40-pound stone smashed through windshield while on Highway 14

By Dameon Pesanti, Columbian staff writer
Published: November 1, 2018, 8:00pm
4 Photos
A nearly 40-pound rock fell from a cliff near Cape Horn and smashed through the windshield of Clark County resident Jade Insko’s Tesla Model 3 as he was driving along state Highway 14 on Monday morning. Insko walked away with minor cuts.
A nearly 40-pound rock fell from a cliff near Cape Horn and smashed through the windshield of Clark County resident Jade Insko’s Tesla Model 3 as he was driving along state Highway 14 on Monday morning. Insko walked away with minor cuts. Contributed photos Photo Gallery

Jade Insko feels lucky to be alive.

What started out as an ordinary morning drive on state Highway 14 near Cape Horn took a dramatic turn when a nearly 40-pound rock smashed through his windshield, crushed his dashboard and steering wheel before bouncing into the passenger seat.

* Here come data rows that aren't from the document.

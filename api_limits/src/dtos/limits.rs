use serde::Deserialize;
use uuid::Uuid;

#[derive(Debug, Deserialize)]
pub struct CheckQuery {
    pub category_id: Option<Uuid>,
    /// Size of a pending upload, only meaningful for the `storage` feature.
    pub bytes: Option<i64>,
}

“Had I been a foot further down the road, this would have been a story about a tragedy,” he said.

Insko lives in the hills north of Camas. On Monday morning, he was on his way to Hood River, Ore., to meet with a client. At one point along his commute, the road splits, giving him the option of going left and following Washougal River Road to state Highway 14 or going right and driving through the city of Washougal before getting on the highway.

That morning, Insko planned on going left at the junction, but when the slow driver he was stuck behind turned left, he went right.

Insko found himself just a little past the Cape Horn Lookout, the broad vista that overlooks the Columbia River Gorge, and beyond the cliff face blanketed in a netting designed to keep rocks from falling on the highway.

He’s driven that part of Highway 14 countless times and seen plenty of rocks strewn about the shoulder, thinking to himself they’d do some serious damage if they landed on someone’s car.

He never thought it would happen to him. Until it did.

“Everything happened so explosively fast, and the next thing I know I just stopped in the middle of the road,” he said. Insko couldn’t see through the windshield, but he knew he had to nudge his car out of the lane of traffic. Fortunately, another driver pulled over and called emergency services while Insko was coping with the shock of what happened.

“At that point, I was able to get out of my car. The steering wheel was pushed down right into my legs, but I was able to slide out. It was powdered shards of glass all over me.”

Insko’s car, a Tesla Model 3, was towed from the scene to a repair shop. He was on the company’s waiting list for two years before it finally arrived. He’d had it for barely six months the morning the accident occurred.

“That part of it was sad; but really in the big scheme of things, I recognize no matter how much I wanted that car, it’s just a thing,” he said.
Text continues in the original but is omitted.